Similarly, the DoD LoW Manual insists–correctly in my opinion—that “protected persons [civilians] may not be used to shield, favor, or impede military operations.” (¶ 5.12.3.4)  (Keep in mind that those who join a levée en masse are no longer “protected persons” while they serve.)

What about voluntary human shields?  My own view is a nuanced one (found here).  The DoD LoW Manual makes this observation (¶ 5.12.3.4):

[T]he enemy use of voluntary human shields may be considered as a factor in assessing the legality of an attack.  Based on the facts and circumstances of a particular case, the commander may determine that persons characterized as voluntary human shields are taking a direct part in hostilities.

The phrase “direct part in hostilities” is important because civilians who do so lose their protection against attack Consider then the reports (here) that unarmed Ukrainian civilians are using “their bodies to block Russian tanks.” 

To be clear, there is no evidence of any organized effort by the Ukrainian government to try to use protected civilians as human shields to “impede military operations” in contravention of LOAC.  Those Ukranians who nevertheless try to use “their bodies”–with or without government involvement–to “impede” Russian military operations run the risk of finding themselves considered civilians who are taking a “direct part in hostilities.” 

Such persons are subject to being targeted with lethal force, even if they intended their effort to use “their bodies to block Russian tanks” to be more of a political statement than a serious effort to physically stop the armored vehicles.
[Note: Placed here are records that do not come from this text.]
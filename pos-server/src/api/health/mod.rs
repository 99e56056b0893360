//! Health API 模块

mod handler;

use axum::{Router, routing::get};

use crate::core::ServerState;

pub fn router() -> Router<ServerState> {
    Router::new().route("/health", get(handler::health))
}
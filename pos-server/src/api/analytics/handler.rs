//! Analytics API Handlers (报表)

use axum::{
    Json,
    extract::{Query, State},
};
use serde::Deserialize;
use shared::client::{CategorySales, DashboardStats, SalesSummary, TopProduct};

use crate::core::ServerState;
use crate::db::repository::analytics;
use crate::utils::AppResult;

#[derive(Debug, Deserialize)]
pub struct RangeQuery {
    pub start_ts: Option<i64>,
    pub end_ts: Option<i64>,
}

#[derive(Debug, Deserialize)]
pub struct TopQuery {
    pub limit: Option<i64>,
    pub start_ts: Option<i64>,
    pub end_ts: Option<i64>,
}

/// GET /api/analytics/sales-summary - 日销售汇总
pub async fn sales_summary(
    State(state): State<ServerState>,
    Query(query): Query<RangeQuery>,
) -> AppResult<Json<Vec<SalesSummary>>> {
    Ok(Json(
        analytics::sales_summary(state.pool(), query.start_ts, query.end_ts).await?,
    ))
}

/// GET /api/analytics/dashboard - 今日 vs 昨日
pub async fn dashboard(State(state): State<ServerState>) -> AppResult<Json<DashboardStats>> {
    Ok(Json(analytics::dashboard(state.pool()).await?))
}

/// GET /api/analytics/top-products - 销量排行
pub async fn top_products(
    State(state): State<ServerState>,
    Query(query): Query<TopQuery>,
) -> AppResult<Json<Vec<TopProduct>>> {
    Ok(Json(
        analytics::top_products(
            state.pool(),
            query.limit.unwrap_or(10),
            query.start_ts,
            query.end_ts,
        )
        .await?,
    ))
}

/// GET /api/analytics/category-sales - 分类销售额
pub async fn category_sales(
    State(state): State<ServerState>,
    Query(query): Query<RangeQuery>,
) -> AppResult<Json<Vec<CategorySales>>> {
    Ok(Json(
        analytics::category_sales(state.pool(), query.start_ts, query.end_ts).await?,
    ))
}
//! Category API 模块

mod handler;

use axum::{Router, routing::get};

use crate::core::ServerState;

pub fn router() -> Router<ServerState> {
    Router::new()
        .route("/api/categories/", get(handler::list).post(handler::create))
        .nest("/api/categories", routes())
}

fn routes() -> Router<ServerState> {
    Router::new()
        .route("/{id}", get(handler::get_by_id).put(handler::update).delete(handler::delete))
}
Is it legal for Russian soldiers to dress in civilian clothes to infiltrate the Ukraine?

The Washington Post reported the Ukrainian government charges that “enemy reconnaissance and sabotage groups operate insidiously, disguising themselves in civilian clothes and infiltrating cities to destabilize the situation by carrying out sabotage operations.”

The DoD LoW Manual (¶ 4.17) provides a straightforward answer:

Belligerents may employ spies and saboteurs consistent with the law of war. However, any person (including individuals who would otherwise receive the privileges of lawful combatants) engaging in spying, sabotage, or similar acts behind enemy lines, is regarded as an unprivileged belligerent while doing so. These persons forfeit entitlement to the privileges of combatant status and may be punished after a fair trial if captured.

This doesn’t mean that every soldier found behind the opposing party’s line is denied PoW status and is criminalized as a saboteur, but rather only those who act “clandestinely” by “deliberately concealing or misrepresenting [their] identity and conduct…[by wearing] a disguise, such as civilian clothes.”  The Manual adds:

Persons who act openly, such as by wearing the uniform of the armed forces to which they belong, do not meet this element.  For example, members of a ground reconnaissance team or couriers who wear their normal uniforms would not meet this element. In addition, observers on military reconnaissance aircraft have not been regarded as acting clandestinely or under false pretenses. 

Does publishing photographs of prisoners of war violate LOAC?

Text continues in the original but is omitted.